I hear something close by, a sickening sound. I cannot pinpoint it yet, it is certainly nearby. Wheezing, gurgling, laughing, singing all from the same source. I can smell him from here, and I know his species. A drunken, homeless old bum, wallowing in his own filth, which is conveniently located on everything he is wearing. His beard is one entity, one thing, hanging solid from the underside of his head. The smell is...interesting, to say the most, he reeks of the gutter, the street, the garbage can, the latrine, a truly vile stench. How I hate them! Vermin that try to make my city ugly with their presence, with their apathy, their laziness, their lack of moral fibre, their inability to conform and be productive members of society. If only the government would do something about them now, rather than later, as I know they will have to. One day a wise Conservative government will realise that we the people, the true citizens of this state, are sick of it, sick of them, and will finally listen to us regarding that what needs to be done. Those that don't contribute, should be made to contribute, in any way possible. It is amazing how valuable one person, more importantly, one body can be to science.

Is it righteous indignation I feel, or some sense of superiority? How else can we acknowledge what the difference is between us? If I see myself as having anything in common with these people, these beggars and lazy thieves, am I not then opening the door to being seen as being no better?

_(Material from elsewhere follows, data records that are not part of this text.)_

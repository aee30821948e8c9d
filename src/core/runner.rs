//! Resilient operation runner
//!
//! Drives one logical operation (fetch a balance, submit a transaction)
//! through the retry controller, falling back to the next endpoint of the
//! network once retries against the current one are exhausted. Every
//! transition is published to a [`Tracker`] for rendering.

use super::classifier::Classifier;
use super::endpoints::{next_endpoint, EndpointCatalog};
use super::tracker::{with_stage_timeout, ConnectionEvent, ConnectionState, Tracker};
use crate::constants::CONNECT_TIMEOUT_MS;
use crate::models::{EndpointDescriptor, ErrorCode, ErrorRecord, NetworkId, RawError};
use crate::utils::now_ms;
use crate::utils::retry::{retry_with_backoff, RetryConfig};
use std::future::Future;
use std::sync::Arc;
use std::time::Duration;

/// Shared, read-only collaborators for running operations
#[derive(Debug, Clone)]
pub struct ResilientRunner {
    catalog: Arc<EndpointCatalog>,
    config: Arc<RetryConfig>,
    classifier: Arc<Classifier>,
    fallback_enabled: bool,
    connect_timeout: Duration,
}

impl ResilientRunner {
    pub fn new(
        catalog: Arc<EndpointCatalog>,
        config: Arc<RetryConfig>,
        classifier: Arc<Classifier>,
    ) -> Self {
        Self {
            catalog,
            config,
            classifier,
            fallback_enabled: true,
            connect_timeout: Duration::from_millis(CONNECT_TIMEOUT_MS),
        }
    }

    /// Stay on the first endpoint instead of rotating through the catalog
    pub fn with_fallback(mut self, enabled: bool) -> Self {
        self.fallback_enabled = enabled;
        self
    }

    /// Deadline for a single attempt. An attempt that overruns it fails
    /// with `TIMEOUT` and goes through the retry policy like any other.
    pub fn with_connect_timeout(mut self, limit: Duration) -> Self {
        self.connect_timeout = limit;
        self
    }

    pub fn connect_timeout(&self) -> Duration {
        self.connect_timeout
    }

    pub fn catalog(&self) -> &EndpointCatalog {
        &self.catalog
    }

    pub fn config(&self) -> &RetryConfig {
        &self.config
    }

    pub fn classifier(&self) -> &Classifier {
        &self.classifier
    }

    /// Idle tracker sized for this runner's retry budget
    pub fn tracker(&self) -> Tracker<ConnectionState> {
        Tracker::new(ConnectionState::new(self.config.max_retries))
    }

    /// Run `op` against endpoints of `network`
    ///
    /// Each endpoint gets one full retry sequence. Non-retryable failures
    /// stop immediately; retryable ones move on to the next endpoint until
    /// every endpoint of the network has been tried once. An attempt that
    /// does not settle within the connect timeout counts as a `TIMEOUT`
    /// failure and its future is dropped. With no endpoint
    /// for `network`, returns a terminal `RPC_UNAVAILABLE` record without
    /// calling `op`.
    pub async fn run<T, E, F, Fut>(
        &self,
        network: NetworkId,
        tracker: &Tracker<ConnectionState>,
        mut op: F,
    ) -> Result<T, ErrorRecord>
    where
        F: FnMut(&EndpointDescriptor) -> Fut,
        Fut: Future<Output = Result<T, E>>,
        E: Into<RawError>,
    {
        let endpoints = self.catalog.endpoints();
        let Some(mut endpoint) = next_endpoint(None, network, endpoints) else {
            let record = ErrorRecord::new(
                ErrorCode::RpcUnavailable,
                RawError::new(format!("no endpoints configured for {network}")),
            )
            .terminal();
            tracker.dispatch(ConnectionEvent::Start {
                endpoint: None,
                at: now_ms(),
            });
            tracker.dispatch(ConnectionEvent::AttemptFailed {
                error: record.clone(),
                retrying: false,
                at: record.timestamp(),
            });
            return Err(record);
        };

        let hops = if self.fallback_enabled {
            self.catalog.for_network(network).len()
        } else {
            1
        };

        tracker.dispatch(ConnectionEvent::Start {
            endpoint: Some(endpoint.clone()),
            at: now_ms(),
        });

        let classifier = &*self.classifier;
        let limit = self.connect_timeout;

        let mut hop = 1;
        loop {
            tracing::debug!(endpoint = %endpoint.id, hop, hops, "running operation");

            let result = retry_with_backoff(
                &self.config,
                &self.classifier,
                || {
                    let attempt = op(endpoint);
                    with_stage_timeout(limit, ErrorCode::Timeout, "connecting", async move {
                        attempt.await.map_err(|e| classifier.record(e.into()))
                    })
                },
                |_, error, _| {
                    tracker.dispatch(ConnectionEvent::AttemptFailed {
                        error: error.clone(),
                        retrying: true,
                        at: now_ms(),
                    });
                },
            )
            .await;

            let error = match result {
                Ok(value) => {
                    tracker.dispatch(ConnectionEvent::Connected { at: now_ms() });
                    return Ok(value);
                }
                Err(error) => error,
            };

            let next = if hop < hops && self.config.is_retryable(error.code()) {
                next_endpoint(Some(endpoint), network, endpoints)
            } else {
                None
            };

            match next {
                Some(next) => {
                    tracing::warn!(
                        from = %endpoint.id,
                        to = %next.id,
                        code = %error.code(),
                        "falling back to next endpoint"
                    );
                    tracker.dispatch(ConnectionEvent::SwitchEndpoint {
                        endpoint: next.clone(),
                        at: now_ms(),
                    });
                    endpoint = next;
                    hop += 1;
                }
                None => {
                    tracker.dispatch(ConnectionEvent::AttemptFailed {
                        error: error.clone(),
                        retrying: false,
                        at: now_ms(),
                    });
                    return Err(error);
                }
            }
        }
    }
}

The moment I allow the words, "There but for the grace of God go I" into my head, I become less in my own eyes, and the eyes of God. No, it is they who are wrong.

It is not even sitting in a seat, sprawled between two benches on the floor, laughing, clapping its hands, singing and talking to itself in gibberish. He sits quietly, smiling, staring heavenwards as if at God, twenty seconds elapse and then he gets the cosmic joke and starts clapping his hands in a rhythm known only by him or Him. Repeat ad infinitum. Madness, I feel something even stronger than righteous indignation. It is this growing horror that reminds me of the divine purpose before me.

I stand up, the 3 iron clutched so tightly in my left hand that my hand strains white, the knuckles crack, I slowly stride towards him.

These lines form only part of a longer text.